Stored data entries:
________________________

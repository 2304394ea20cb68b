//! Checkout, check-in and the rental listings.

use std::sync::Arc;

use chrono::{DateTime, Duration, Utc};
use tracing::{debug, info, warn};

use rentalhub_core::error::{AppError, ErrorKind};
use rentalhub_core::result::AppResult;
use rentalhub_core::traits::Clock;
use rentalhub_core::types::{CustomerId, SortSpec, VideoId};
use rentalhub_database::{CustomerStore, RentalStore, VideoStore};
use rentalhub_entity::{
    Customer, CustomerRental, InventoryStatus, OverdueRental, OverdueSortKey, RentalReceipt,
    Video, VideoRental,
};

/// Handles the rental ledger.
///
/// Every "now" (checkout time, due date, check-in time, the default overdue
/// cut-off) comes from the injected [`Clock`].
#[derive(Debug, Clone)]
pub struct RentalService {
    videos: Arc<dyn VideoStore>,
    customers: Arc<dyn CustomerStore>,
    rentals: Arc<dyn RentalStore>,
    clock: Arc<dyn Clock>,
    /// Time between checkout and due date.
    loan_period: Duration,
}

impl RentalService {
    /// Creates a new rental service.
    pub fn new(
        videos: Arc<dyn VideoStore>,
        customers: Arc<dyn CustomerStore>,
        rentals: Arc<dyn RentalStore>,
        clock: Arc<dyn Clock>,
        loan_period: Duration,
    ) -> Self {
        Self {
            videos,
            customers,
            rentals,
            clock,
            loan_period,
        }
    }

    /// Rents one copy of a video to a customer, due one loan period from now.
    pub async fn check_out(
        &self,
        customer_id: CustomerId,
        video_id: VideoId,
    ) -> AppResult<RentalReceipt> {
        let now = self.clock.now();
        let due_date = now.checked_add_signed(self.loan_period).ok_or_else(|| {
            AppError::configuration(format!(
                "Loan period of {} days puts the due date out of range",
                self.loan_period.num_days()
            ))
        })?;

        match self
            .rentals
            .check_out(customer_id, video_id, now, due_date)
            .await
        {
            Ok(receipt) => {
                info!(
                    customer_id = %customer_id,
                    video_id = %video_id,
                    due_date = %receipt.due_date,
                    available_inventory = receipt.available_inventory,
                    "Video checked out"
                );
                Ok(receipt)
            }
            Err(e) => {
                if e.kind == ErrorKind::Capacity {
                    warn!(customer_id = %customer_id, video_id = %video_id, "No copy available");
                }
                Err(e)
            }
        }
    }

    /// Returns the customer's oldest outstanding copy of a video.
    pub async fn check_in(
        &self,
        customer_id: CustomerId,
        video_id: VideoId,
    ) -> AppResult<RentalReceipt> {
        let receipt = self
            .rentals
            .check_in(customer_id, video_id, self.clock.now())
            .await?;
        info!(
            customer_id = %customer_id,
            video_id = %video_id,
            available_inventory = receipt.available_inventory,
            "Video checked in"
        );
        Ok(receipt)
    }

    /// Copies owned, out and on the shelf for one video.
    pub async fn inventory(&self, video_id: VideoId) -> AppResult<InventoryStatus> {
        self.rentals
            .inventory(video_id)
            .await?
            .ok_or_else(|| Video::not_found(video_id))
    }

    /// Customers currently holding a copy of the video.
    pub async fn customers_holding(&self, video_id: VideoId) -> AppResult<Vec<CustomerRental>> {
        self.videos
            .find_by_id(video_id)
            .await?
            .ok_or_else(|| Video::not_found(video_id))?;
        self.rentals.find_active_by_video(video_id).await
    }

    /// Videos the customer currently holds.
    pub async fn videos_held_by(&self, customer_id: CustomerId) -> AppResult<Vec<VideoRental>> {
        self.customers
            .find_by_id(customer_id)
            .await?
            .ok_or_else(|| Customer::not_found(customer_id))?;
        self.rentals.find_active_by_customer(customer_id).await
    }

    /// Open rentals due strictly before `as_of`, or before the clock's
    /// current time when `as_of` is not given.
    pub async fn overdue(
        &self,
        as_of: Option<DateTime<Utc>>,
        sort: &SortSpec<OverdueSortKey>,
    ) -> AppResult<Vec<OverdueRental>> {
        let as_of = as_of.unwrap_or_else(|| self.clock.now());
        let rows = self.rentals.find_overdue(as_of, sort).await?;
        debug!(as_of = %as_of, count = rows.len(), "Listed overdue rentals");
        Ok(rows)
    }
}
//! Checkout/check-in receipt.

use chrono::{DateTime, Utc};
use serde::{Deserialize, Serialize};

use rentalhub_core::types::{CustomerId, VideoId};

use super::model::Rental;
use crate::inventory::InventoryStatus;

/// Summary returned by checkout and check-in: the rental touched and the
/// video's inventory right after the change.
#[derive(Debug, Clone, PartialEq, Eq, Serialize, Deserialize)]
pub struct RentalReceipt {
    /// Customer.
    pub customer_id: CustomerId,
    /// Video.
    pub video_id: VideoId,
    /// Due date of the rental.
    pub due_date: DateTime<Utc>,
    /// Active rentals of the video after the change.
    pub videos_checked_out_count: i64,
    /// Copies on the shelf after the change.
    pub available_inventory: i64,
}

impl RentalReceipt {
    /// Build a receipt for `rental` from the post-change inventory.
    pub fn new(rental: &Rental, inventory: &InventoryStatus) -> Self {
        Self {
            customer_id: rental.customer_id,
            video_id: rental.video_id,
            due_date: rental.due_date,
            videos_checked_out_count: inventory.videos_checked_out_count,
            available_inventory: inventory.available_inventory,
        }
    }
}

________________________

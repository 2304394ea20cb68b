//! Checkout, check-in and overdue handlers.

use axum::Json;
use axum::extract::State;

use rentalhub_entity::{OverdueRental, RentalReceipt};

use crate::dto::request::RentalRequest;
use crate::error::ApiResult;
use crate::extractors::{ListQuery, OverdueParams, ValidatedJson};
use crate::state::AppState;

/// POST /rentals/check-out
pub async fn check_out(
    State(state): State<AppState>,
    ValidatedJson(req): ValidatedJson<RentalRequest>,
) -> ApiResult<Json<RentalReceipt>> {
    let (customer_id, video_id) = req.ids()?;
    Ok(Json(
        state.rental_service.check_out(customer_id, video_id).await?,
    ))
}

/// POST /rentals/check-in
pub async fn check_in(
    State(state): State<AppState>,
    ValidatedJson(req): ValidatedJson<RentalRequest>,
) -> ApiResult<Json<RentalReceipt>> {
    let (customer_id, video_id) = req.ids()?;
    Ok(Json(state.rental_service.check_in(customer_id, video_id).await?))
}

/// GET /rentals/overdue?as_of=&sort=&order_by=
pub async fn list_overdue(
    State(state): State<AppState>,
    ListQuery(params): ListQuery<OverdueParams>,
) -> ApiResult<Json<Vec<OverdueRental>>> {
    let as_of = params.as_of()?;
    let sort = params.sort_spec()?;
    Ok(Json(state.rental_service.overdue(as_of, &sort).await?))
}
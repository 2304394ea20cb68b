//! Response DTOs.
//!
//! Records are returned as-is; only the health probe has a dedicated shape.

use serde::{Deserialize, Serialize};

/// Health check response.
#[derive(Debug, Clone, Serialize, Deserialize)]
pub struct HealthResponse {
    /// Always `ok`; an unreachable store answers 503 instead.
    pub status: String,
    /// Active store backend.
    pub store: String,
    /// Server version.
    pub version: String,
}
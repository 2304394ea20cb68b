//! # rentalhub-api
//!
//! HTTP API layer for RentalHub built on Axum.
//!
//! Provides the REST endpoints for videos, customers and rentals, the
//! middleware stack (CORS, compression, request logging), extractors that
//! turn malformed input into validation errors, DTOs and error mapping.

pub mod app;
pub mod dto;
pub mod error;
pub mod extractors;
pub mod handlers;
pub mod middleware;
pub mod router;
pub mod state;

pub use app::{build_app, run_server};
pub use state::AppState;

________________________

### EXERCISE PROMPT
Lines from the entries that contain the word "String" are what the answer must hold.

### ANSWER BOX
    pub status: String,
    pub store: String,
    pub version: String,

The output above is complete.